Published by Serpentine Galleries and Koenig Books London September 2019

This publication brings together two interconnected art projects by Suzanne Treister, SURVIVOR (F) and a Serpentine Galleries commission, The Escapist BHST (Black Hole Spacetime), both of which explore imaginary scenarios of techno-human evolution over vast cosmological time spans.

Drawing on current research in artificial intelligence, cosmology and theoretical physics, the works take us on a beautiful and mind expanding journey through the possibilities of inter-dimensional time-travel, consciousness and the singularity.

Combining the ecstatic state of the mystical with the agnostic and iterative nature of the scientific, the projects take the form of alchemical diagrams, fashion designs for space travel, a comic strip, video, paintings and watercolours.

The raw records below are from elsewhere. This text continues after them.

//! Document store abstraction for docnav.
//!
//! Provides a [`DocStore`] trait for listing and reading the flat directory
//! of document files the orphan detector analyzes. Keeping the traversal
//! behind a trait means:
//!
//! - **Unit testing** without touching the real filesystem
//! - **Clean separation** between the graph algorithm and I/O
//!
//! The crate provides:
//! - [`DocStore`] trait with `list()`, `read()`, and `exists()` methods
//! - [`FsDocStore`] for real directories
//! - [`MockDocStore`] for testing (behind the `mock` feature flag)

mod fs;
#[cfg(feature = "mock")]
mod mock;
mod store;

pub use fs::FsDocStore;
#[cfg(feature = "mock")]
pub use mock::MockDocStore;
pub use store::{DocStore, StoreError};
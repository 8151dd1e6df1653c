//! Filesystem-backed document store.

use std::path::{Path, PathBuf};

use crate::store::{DocStore, StoreError};

/// Document file extension.
const DOC_EXTENSION: &str = "md";

/// Document store over a flat directory of markdown files.
///
/// Listing is non-recursive. Hidden files and `_`-prefixed partials are
/// skipped. Filenames are returned sorted so callers see a stable order
/// across platforms.
#[derive(Clone, Debug)]
pub struct FsDocStore {
    dir: PathBuf,
}

impl FsDocStore {
    /// Create a store over the given directory.
    #[must_use]
    pub fn new(dir: impl Into<PathBuf>) -> Self {
        Self { dir: dir.into() }
    }

    /// The backing directory.
    #[must_use]
    pub fn dir(&self) -> &Path {
        &self.dir
    }

    /// Resolve a filename inside the backing directory.
    ///
    /// Rejects names with path separators so a store can never read outside
    /// its directory.
    fn resolve(&self, name: &str) -> Result<PathBuf, StoreError> {
        if name.contains(['/', '\\']) {
            return Err(StoreError::NotFound(name.to_owned()));
        }
        Ok(self.dir.join(name))
    }
}

/// Whether a directory entry filename is a document.
fn is_doc_name(name: &str) -> bool {
    !name.starts_with('.')
        && !name.starts_with('_')
        && Path::new(name)
            .extension()
            .is_some_and(|ext| ext == DOC_EXTENSION)
}

impl DocStore for FsDocStore {
    fn list(&self) -> Result<Vec<String>, StoreError> {
        let entries = std::fs::read_dir(&self.dir).map_err(|source| StoreError::Io {
            path: self.dir.clone(),
            source,
        })?;

        let mut names = Vec::new();
        for entry in entries {
            let entry = entry.map_err(|source| StoreError::Io {
                path: self.dir.clone(),
                source,
            })?;
            if !entry.path().is_file() {
                continue;
            }
            let name = entry.file_name().to_string_lossy().into_owned();
            if is_doc_name(&name) {
                names.push(name);
            }
        }
        names.sort();
        Ok(names)
    }

    fn read(&self, name: &str) -> Result<String, StoreError> {
        let path = self.resolve(name)?;
        if !path.is_file() {
            return Err(StoreError::NotFound(name.to_owned()));
        }
        std::fs::read_to_string(&path).map_err(|source| StoreError::Io { path, source })
    }

    fn exists(&self, name: &str) -> bool {
        self.resolve(name).is_ok_and(|path| path.is_file())
    }
}
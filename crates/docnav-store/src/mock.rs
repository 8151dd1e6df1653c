//! Mock document store for testing.

use crate::store::{DocStore, StoreError};

/// In-memory document store.
///
/// Documents list in insertion order. Use the builder method to configure
/// the mock with test data.
///
/// # Example
///
/// ```
/// use docnav_store::{DocStore, MockDocStore};
///
/// let store = MockDocStore::new().with_doc("intro.md", "id: intro\n");
///
/// assert_eq!(store.list().unwrap(), vec!["intro.md"]);
/// assert!(store.read("intro.md").unwrap().starts_with("id:"));
/// ```
#[derive(Debug, Default)]
pub struct MockDocStore {
    docs: Vec<(String, String)>,
}

impl MockDocStore {
    /// Create an empty mock store.
    #[must_use]
    pub fn new() -> Self {
        Self::default()
    }

    /// Add a document with the given filename and content.
    #[must_use]
    pub fn with_doc(mut self, name: impl Into<String>, content: impl Into<String>) -> Self {
        self.docs.push((name.into(), content.into()));
        self
    }
}

impl DocStore for MockDocStore {
    fn list(&self) -> Result<Vec<String>, StoreError> {
        Ok(self.docs.iter().map(|(name, _)| name.clone()).collect())
    }

    fn read(&self, name: &str) -> Result<String, StoreError> {
        self.docs
            .iter()
            .find(|(n, _)| n == name)
            .map(|(_, content)| content.clone())
            .ok_or_else(|| StoreError::NotFound(name.to_owned()))
    }

    fn exists(&self, name: &str) -> bool {
        self.docs.iter().any(|(n, _)| n == name)
    }
}

#[cfg(test)]
mod tests {
    use super::*;

    #[test]
    fn test_list_preserves_insertion_order() {
        let store = MockDocStore::new()
            .with_doc("z.md", "")
            .with_doc("a.md", "");

        assert_eq!(store.list().unwrap(), vec!["z.md", "a.md"]);
    }

    #[test]
    fn test_read_and_exists() {
        let store = MockDocStore::new().with_doc("a.md", "content");

        assert_eq!(store.read("a.md").unwrap(), "content");
        assert!(store.exists("a.md"));
        assert!(!store.exists("b.md"));
        assert!(matches!(
            store.read("b.md").unwrap_err(),
            StoreError::NotFound(_)
        ));
    }
}
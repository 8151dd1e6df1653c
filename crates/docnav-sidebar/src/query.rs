//! Tree queries over normalized sidebars.
//!
//! Both operations are pure: collectors borrow from the input tree and the
//! transformer consumes its input and produces a new tree. Specialized
//! collectors (documents, links, categories) are projections of
//! [`collect_by_kind`].

use crate::item::{ItemKind, SidebarItem};

/// Collect all items of one kind, in pre-order.
///
/// Each item is visited before its descendants; siblings keep their original
/// order.
#[must_use]
pub fn collect_by_kind(items: &[SidebarItem], kind: ItemKind) -> Vec<&SidebarItem> {
    let mut found = Vec::new();
    collect_into(items, kind, &mut found);
    found
}

fn collect_into<'a>(items: &'a [SidebarItem], kind: ItemKind, found: &mut Vec<&'a SidebarItem>) {
    for item in items {
        if item.kind() == kind {
            found.push(item);
        }
        if let SidebarItem::Category { items: children, .. } = item {
            collect_into(children, kind, found);
        }
    }
}

/// Collect referenced document ids, in pre-order.
#[must_use]
pub fn collect_doc_ids(items: &[SidebarItem]) -> Vec<&str> {
    collect_by_kind(items, ItemKind::Doc)
        .into_iter()
        .filter_map(|item| match item {
            SidebarItem::Doc { id } => Some(id.as_str()),
            _ => None,
        })
        .collect()
}

/// Rewrite a tree bottom-up.
///
/// For every category, children are transformed first, then `update` is
/// applied to the rebuilt category; non-category items are passed to
/// `update` directly. `update` must be pure and total over all item kinds.
#[must_use]
pub fn transform<F>(items: Vec<SidebarItem>, update: &F) -> Vec<SidebarItem>
where
    F: Fn(SidebarItem) -> SidebarItem,
{
    items
        .into_iter()
        .map(|item| transform_item(item, update))
        .collect()
}

fn transform_item<F>(item: SidebarItem, update: &F) -> SidebarItem
where
    F: Fn(SidebarItem) -> SidebarItem,
{
    match item {
        SidebarItem::Category {
            label,
            collapsed,
            items,
        } => update(SidebarItem::Category {
            label,
            collapsed,
            items: transform(items, update),
        }),
        other => update(other),
    }
}

#[cfg(test)]
mod tests {
    use pretty_assertions::assert_eq;

    use super::*;

    /// A tree exercising nesting and mixed kinds:
    ///
    /// ```text
    /// doc(a), Guides[ doc(b), Nested[ doc(c) ], link(x) ], doc(d)
    /// ```
    fn sample_tree() -> Vec<SidebarItem> {
        vec![
            SidebarItem::doc("a"),
            SidebarItem::category(
                "Guides",
                vec![
                    SidebarItem::doc("b"),
                    SidebarItem::category("Nested", vec![SidebarItem::doc("c")]),
                    SidebarItem::link("https://example.com", "X"),
                ],
            ),
            SidebarItem::doc("d"),
        ]
    }

    #[test]
    fn test_collect_docs_in_pre_order() {
        let tree = sample_tree();
        let ids = collect_doc_ids(&tree);
        assert_eq!(ids, vec!["a", "b", "c", "d"]);
    }

    #[test]
    fn test_collect_categories_parents_before_descendants() {
        let tree = sample_tree();
        let labels: Vec<&str> = collect_by_kind(&tree, ItemKind::Category)
            .into_iter()
            .filter_map(|item| match item {
                SidebarItem::Category { label, .. } => Some(label.as_str()),
                _ => None,
            })
            .collect();
        assert_eq!(labels, vec!["Guides", "Nested"]);
    }

    #[test]
    fn test_collect_links() {
        let tree = sample_tree();
        let links = collect_by_kind(&tree, ItemKind::Link);
        assert_eq!(
            links,
            vec![&SidebarItem::link("https://example.com", "X")]
        );
    }

    #[test]
    fn test_collect_on_empty_tree() {
        assert!(collect_by_kind(&[], ItemKind::Doc).is_empty());
        assert!(collect_doc_ids(&[]).is_empty());
    }

    #[test]
    fn test_transform_identity_returns_equal_tree() {
        let tree = sample_tree();
        let transformed = transform(tree.clone(), &|item| item);
        assert_eq!(transformed, tree);
    }

    #[test]
    fn test_transform_rewrites_every_item() {
        let uppercased = transform(sample_tree(), &|item| match item {
            SidebarItem::Doc { id } => SidebarItem::doc(id.to_uppercase()),
            other => other,
        });

        assert_eq!(collect_doc_ids(&uppercased), vec!["A", "B", "C", "D"]);
    }

    #[test]
    fn test_transform_is_bottom_up() {
        // Expanding every category proves children were rebuilt before the
        // parent was handed to `update`: the parent sees updated children.
        let expanded = transform(sample_tree(), &|item| match item {
            SidebarItem::Category {
                label,
                items,
                collapsed: _,
            } => {
                // A parent visited after its children sees them expanded.
                if label == "Guides" {
                    let SidebarItem::Category {
                        collapsed: nested_collapsed,
                        ..
                    } = &items[1]
                    else {
                        panic!("expected nested category");
                    };
                    assert!(!nested_collapsed);
                }
                SidebarItem::Category {
                    label,
                    collapsed: false,
                    items,
                }
            }
            other => other,
        });

        let all_expanded = collect_by_kind(&expanded, ItemKind::Category)
            .into_iter()
            .all(|item| matches!(item, SidebarItem::Category { collapsed: false, .. }));
        assert!(all_expanded);
    }
}
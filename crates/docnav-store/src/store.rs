//! Store trait and error type.

use std::path::PathBuf;

/// Store error.
///
/// Disk failures are propagated, never retried: the consumers of this trait
/// are one-shot batch computations.
#[derive(Debug, thiserror::Error)]
pub enum StoreError {
    /// No document with the requested filename.
    #[error("document not found: {0}")]
    NotFound(String),
    /// Underlying I/O failure (missing directory, permissions).
    #[error("failed to access {}: {source}", path.display())]
    Io {
        /// Path that failed.
        path: PathBuf,
        /// Underlying error.
        #[source]
        source: std::io::Error,
    },
}

/// Read-only access to a flat set of document files.
///
/// Filenames are plain names (`intro.md`), never paths; the store owns the
/// mapping to its backing location.
pub trait DocStore {
    /// List all document filenames, non-recursive, in a stable order.
    ///
    /// # Errors
    ///
    /// Returns [`StoreError`] if the backing location cannot be enumerated.
    fn list(&self) -> Result<Vec<String>, StoreError>;

    /// Read the full text content of a document.
    ///
    /// # Errors
    ///
    /// Returns [`StoreError::NotFound`] for unknown filenames, or
    /// [`StoreError::Io`] if the read fails.
    fn read(&self, name: &str) -> Result<String, StoreError>;

    /// Whether a document with this filename exists.
    ///
    /// Returns `false` on errors.
    fn exists(&self, name: &str) -> bool;
}
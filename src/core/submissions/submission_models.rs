// Submission domain models.
//
// The inbound request, the record we append to the row store, and the
// canonical row layout shared by every store implementation.

use crate::core::moderation::{CategoryFlags, ModerationResult};
use chrono::{DateTime, Utc};
use serde::{Deserialize, Serialize};
use validator::{Validate, ValidationError};

pub const MAX_TITLE_LEN: u64 = 200;
pub const MAX_PROMPT_LEN: u64 = 10_000;
pub const MAX_TAGS: usize = 20;

/// Tags arrive either as a JSON array or as a comma-separated string.
#[derive(Debug, Clone, PartialEq, Serialize, Deserialize)]
#[serde(untagged)]
pub enum TagsInput {
    List(Vec<String>),
    Text(String),
}

impl TagsInput {
    /// Trimmed, non-empty tags in input order.
    pub fn normalized(&self) -> Vec<String> {
        let raw: Vec<&str> = match self {
            TagsInput::List(items) => items.iter().map(|s| s.as_str()).collect(),
            TagsInput::Text(text) => text.split(',').collect(),
        };
        raw.into_iter()
            .map(str::trim)
            .filter(|t| !t.is_empty())
            .map(str::to_string)
            .collect()
    }
}

fn not_blank(value: &str) -> Result<(), ValidationError> {
    if value.trim().is_empty() {
        return Err(ValidationError::new("blank"));
    }
    Ok(())
}

fn tag_count(tags: &TagsInput) -> Result<(), ValidationError> {
    if tags.normalized().len() > MAX_TAGS {
        return Err(ValidationError::new("too_many_tags"));
    }
    Ok(())
}

/// Body of `POST /api/submit`.
#[derive(Debug, Clone, Deserialize, Validate)]
#[serde(rename_all = "camelCase")]
pub struct SubmissionRequest {
    #[validate(length(max = MAX_TITLE_LEN), custom(function = "not_blank"))]
    pub title: String,

    #[validate(length(max = MAX_PROMPT_LEN), custom(function = "not_blank"))]
    pub prompt: String,

    #[validate(custom(function = "tag_count"))]
    pub tags: Option<TagsInput>,

    #[serde(default)]
    pub premium: bool,

    #[validate(length(max = 2048))]
    pub image_url: Option<String>,

    pub wallet: Option<String>,
}

impl SubmissionRequest {
    /// The text that goes through moderation.
    pub fn moderation_text(&self) -> String {
        format!("{}\n{}", self.title, self.prompt)
    }

    pub fn tag_list(&self) -> Vec<String> {
        self.tags
            .as_ref()
            .map(TagsInput::normalized)
            .unwrap_or_default()
    }
}

/// A listing that passed moderation. Append-only.
#[derive(Debug, Clone, PartialEq, Serialize, Deserialize)]
#[serde(rename_all = "camelCase")]
pub struct SubmissionRecord {
    pub prompt_id: String,
    pub title: String,
    pub prompt: String,
    pub tags: Vec<String>,
    pub premium: bool,
    pub image_url: Option<String>,
    pub wallet: Option<String>,
    pub created_at: DateTime<Utc>,
}

impl SubmissionRecord {
    /// Canonical row: `[promptId, title, prompt, tags, premium, imageUrl, createdAt, wallet]`.
    pub fn to_row(&self) -> Vec<String> {
        vec![
            self.prompt_id.clone(),
            self.title.clone(),
            self.prompt.clone(),
            self.tags.join(", "),
            if self.premium { "TRUE" } else { "FALSE" }.to_string(),
            self.image_url.clone().unwrap_or_default(),
            self.created_at.to_rfc3339(),
            self.wallet.clone().unwrap_or_default(),
        ]
    }

    /// Parse a canonical row. Missing cells fall back to defaults; `index`
    /// names rows that have no id.
    pub fn from_row(index: usize, row: &[String]) -> Self {
        let cell = |i: usize| row.get(i).map(|s| s.trim()).filter(|s| !s.is_empty());

        let created_at = cell(6)
            .and_then(|v| DateTime::parse_from_rfc3339(v).ok())
            .map(|dt| dt.with_timezone(&Utc))
            .unwrap_or_else(|| {
                tracing::debug!(row = index, "Row has no valid createdAt, using now");
                Utc::now()
            });

        Self {
            prompt_id: cell(0)
                .map(str::to_string)
                .unwrap_or_else(|| format!("prompt_{}", index)),
            title: cell(1)
                .map(str::to_string)
                .unwrap_or_else(|| "Untitled Prompt".to_string()),
            prompt: cell(2).map(str::to_string).unwrap_or_default(),
            tags: cell(3)
                .map(|t| TagsInput::Text(t.to_string()).normalized())
                .unwrap_or_default(),
            premium: cell(4).is_some_and(|v| v.eq_ignore_ascii_case("TRUE")),
            image_url: cell(5).map(str::to_string),
            created_at,
            wallet: cell(7).map(str::to_string),
        }
    }
}

/// Summary forwarded to the alert channel when a submission is flagged.
#[derive(Debug, Clone)]
pub struct FlagAlert {
    pub title: String,
    pub wallet: Option<String>,
    pub categories: CategoryFlags,
}

impl FlagAlert {
    pub fn message(&self) -> String {
        format!(
            "🚨 Prompt flagged by moderation!\nTitle: {}\nWallet: {}\nReason: {}",
            self.title,
            self.wallet.as_deref().unwrap_or("unknown"),
            self.categories.summary()
        )
    }
}

/// Terminal state of a submission that did not error.
#[derive(Debug, Clone)]
pub enum SubmissionOutcome {
    /// Passed moderation and was appended to the store.
    Persisted { prompt_id: String },
    /// Flagged by moderation; nothing was stored.
    Rejected { moderation: ModerationResult },
}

Since the late 1980s Suzanne Treister has engaged with emerging technologies and their relationship to society, alternative belief systems and the potential futures of humanity. Her work proposes alternative visions and interpretations of the histories that have formed our society that we are only now beginning to comprehend.

This fully illustrated publication features essays by Maggie Roberts, Lucy A. Sames, Ben Vickers and HUO9000.

This publication and The Escapist BHST (Black Hole Spacetime) are commissions by Serpentine Galleries, London.

Dimensions 170mm (width) x 240mm (height) - with 256 images in full colour.

Serpentine galleries, London

 

 

 

NB. SURVIVOR (F) and The Escapist BHST (Black Hole Spacetime) began as two independent projects until one day a portal opened between them, located somewhere inside a painting of an imaginary museum in outer space. In venues which show both projects the spaces may be divided by a physical portal.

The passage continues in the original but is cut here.